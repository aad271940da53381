//! Audio I/O for the CLI frontend.
//!
//! Reads interleaved little-endian `f32` frames, processes them one block at
//! a time and writes the same format back out.

use std::io::{self, Read, Write};

use crate::error::{CircuitError, Result};
use crate::netlist::Netlist;

/// Default block size (in frames).
pub const BUFFER_SIZE: usize = 256;

const SAMPLE_BYTES: usize = 4;

/// Raw `f32le` sample reader.
pub struct AudioInput<R> {
    reader: R,
    buffer: Vec<u8>,
}

impl AudioInput<io::Stdin> {
    /// Read from standard input.
    pub fn stdin() -> Self {
        Self::new(io::stdin())
    }
}

impl<R: Read> AudioInput<R> {
    pub fn new(reader: R) -> Self {
        Self {
            reader,
            buffer: Vec::new(),
        }
    }

    /// Fill `samples` from the stream.
    ///
    /// Returns the number of whole samples read; fewer than requested only
    /// at end of stream, and 0 once the stream is exhausted. A trailing
    /// partial sample is dropped.
    pub fn read_block(&mut self, samples: &mut [f32]) -> Result<usize> {
        let bytes_to_read = samples.len() * SAMPLE_BYTES;
        self.buffer.resize(bytes_to_read, 0);

        let mut filled = 0;
        while filled < bytes_to_read {
            match self.reader.read(&mut self.buffer[filled..]) {
                Ok(0) => break,
                Ok(n) => filled += n,
                Err(e) if e.kind() == io::ErrorKind::Interrupted => continue,
                Err(e) => {
                    return Err(CircuitError::AudioInputError {
                        message: e.to_string(),
                    })
                }
            }
        }

        let samples_read = filled / SAMPLE_BYTES;
        for (sample, bytes) in samples
            .iter_mut()
            .zip(self.buffer[..samples_read * SAMPLE_BYTES].chunks_exact(SAMPLE_BYTES))
        {
            *sample = f32::from_le_bytes([bytes[0], bytes[1], bytes[2], bytes[3]]);
        }

        Ok(samples_read)
    }
}

/// Raw `f32le` sample writer.
pub struct AudioOutput<W> {
    writer: W,
    buffer: Vec<u8>,
}

impl AudioOutput<io::Stdout> {
    /// Write to standard output.
    pub fn stdout() -> Self {
        Self::new(io::stdout())
    }
}

impl<W: Write> AudioOutput<W> {
    pub fn new(writer: W) -> Self {
        Self {
            writer,
            buffer: Vec::new(),
        }
    }

    /// Write a block of samples.
    pub fn write_block(&mut self, samples: &[f32]) -> Result<()> {
        self.buffer.clear();
        for &sample in samples {
            self.buffer.extend_from_slice(&sample.to_le_bytes());
        }

        self.writer
            .write_all(&self.buffer)
            .map_err(|e| CircuitError::AudioOutputError {
                message: e.to_string(),
            })
    }

    /// Flush the output stream.
    pub fn flush(&mut self) -> Result<()> {
        self.writer
            .flush()
            .map_err(|e| CircuitError::AudioOutputError {
                message: e.to_string(),
            })
    }

    pub fn into_inner(self) -> W {
        self.writer
    }
}

/// Split interleaved frames into per-channel buffers.
fn deinterleave(interleaved: &[f32], channels: &mut [Vec<f32>]) {
    let count = channels.len();
    for (ch, buffer) in channels.iter_mut().enumerate() {
        buffer.clear();
        buffer.extend(interleaved.iter().skip(ch).step_by(count));
    }
}

/// Write per-channel buffers back as interleaved frames.
fn interleave(channels: &[Vec<f32>], interleaved: &mut [f32]) {
    let count = channels.len();
    for (ch, buffer) in channels.iter().enumerate() {
        for (frame, &sample) in buffer.iter().enumerate() {
            interleaved[frame * count + ch] = sample;
        }
    }
}

/// Run a whole stream through the netlist.
///
/// `channels` is the number of interleaved channels in the stream and
/// `block_size` the number of frames per block.
pub fn process_stream<R: Read, W: Write>(
    netlist: &mut Netlist,
    input: &mut AudioInput<R>,
    output: &mut AudioOutput<W>,
    channels: usize,
    block_size: usize,
) -> Result<u64> {
    if channels == 0 || block_size == 0 {
        return Err(CircuitError::invalid_param(
            "channel count and block size must be at least 1",
        ));
    }

    let mut interleaved = vec![0.0f32; block_size * channels];
    let mut planar: Vec<Vec<f32>> = (0..channels).map(|_| Vec::with_capacity(block_size)).collect();
    let mut frames_total = 0u64;

    loop {
        let samples_read = input.read_block(&mut interleaved)?;
        // Drop an incomplete trailing frame
        let frames = samples_read / channels;
        if frames == 0 {
            break;
        }
        let block = &mut interleaved[..frames * channels];

        deinterleave(block, &mut planar);
        {
            let mut buffers: Vec<&mut [f32]> = planar.iter_mut().map(|b| b.as_mut_slice()).collect();
            netlist.process_block(&mut buffers);
        }
        interleave(&planar, block);

        output.write_block(block)?;
        frames_total += frames as u64;

        if samples_read < interleaved.len() {
            break;
        }
    }

    output.flush()?;
    Ok(frames_total)
}

/// Process audio from stdin to stdout using the given netlist.
pub fn process_audio(netlist: &mut Netlist, channels: usize, block_size: usize) -> Result<u64> {
    let mut input = AudioInput::stdin();
    let mut output = AudioOutput::stdout();
    process_stream(netlist, &mut input, &mut output, channels, block_size)
}

#[cfg(test)]
mod tests {
    use super::*;
    use crate::config::ProcessSettings;
    use std::io::Cursor;

    fn encode(samples: &[f32]) -> Vec<u8> {
        samples.iter().flat_map(|s| s.to_le_bytes()).collect()
    }

    fn decode(bytes: &[u8]) -> Vec<f32> {
        bytes
            .chunks_exact(4)
            .map(|b| f32::from_le_bytes([b[0], b[1], b[2], b[3]]))
            .collect()
    }

    /// Reader that hands out at most three bytes per call.
    struct Trickle(Cursor<Vec<u8>>);

    impl Read for Trickle {
        fn read(&mut self, buf: &mut [u8]) -> io::Result<usize> {
            let n = buf.len().min(3);
            self.0.read(&mut buf[..n])
        }
    }

    #[test]
    fn test_read_block_reassembles_short_reads() {
        let samples = [0.5f32, -1.0, 0.25];
        let mut input = AudioInput::new(Trickle(Cursor::new(encode(&samples))));
        let mut block = [0.0f32; 4];

        assert_eq!(input.read_block(&mut block).unwrap(), 3);
        assert_eq!(&block[..3], &samples);
        assert_eq!(input.read_block(&mut block).unwrap(), 0);
    }

    #[test]
    fn test_interleaving() {
        let frames = [1.0f32, 10.0, 2.0, 20.0, 3.0, 30.0];
        let mut planar = vec![Vec::new(), Vec::new()];
        deinterleave(&frames, &mut planar);
        assert_eq!(planar, vec![vec![1.0, 2.0, 3.0], vec![10.0, 20.0, 30.0]]);

        let mut back = [0.0f32; 6];
        interleave(&planar, &mut back);
        assert_eq!(back, frames);
    }

    #[test]
    fn test_stereo_stream_through_divider() {
        let mut netlist = Netlist::new();
        netlist.prepare(&ProcessSettings::new().with_channels(2)).unwrap();
        netlist.init("Vi 1 0 0\nR 1 2 1k\nR 2 0 1k\nVo 2 0 0").unwrap();

        // 5 frames with a block size of 2 leaves a short final block
        let frames: Vec<f32> = (0..10).map(|k| if k % 2 == 0 { 1.0 } else { -0.5 }).collect();
        let mut input = AudioInput::new(Cursor::new(encode(&frames)));
        let mut output = AudioOutput::new(Vec::new());

        let count = process_stream(&mut netlist, &mut input, &mut output, 2, 2).unwrap();
        assert_eq!(count, 5);

        let out = decode(&output.into_inner());
        assert_eq!(out.len(), 10);
        for pair in out.chunks_exact(2) {
            assert!((pair[0] - 0.5).abs() < 1e-6);
            assert!((pair[1] + 0.25).abs() < 1e-6);
        }
    }

    #[test]
    fn test_uninitialized_stream_passes_through() {
        let mut netlist = Netlist::new();
        let samples = [0.1f32, 0.2, 0.3];
        let mut input = AudioInput::new(Cursor::new(encode(&samples)));
        let mut output = AudioOutput::new(Vec::new());

        process_stream(&mut netlist, &mut input, &mut output, 1, BUFFER_SIZE).unwrap();
        assert_eq!(decode(&output.into_inner()), samples);
    }
}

____

• WHAT TO DO
From the records above, pull out every line containing the word "ProcessSettings".

• ANSWER BOX
    use crate::config::ProcessSettings;
        netlist.prepare(&ProcessSettings::new().with_channels(2)).unwrap();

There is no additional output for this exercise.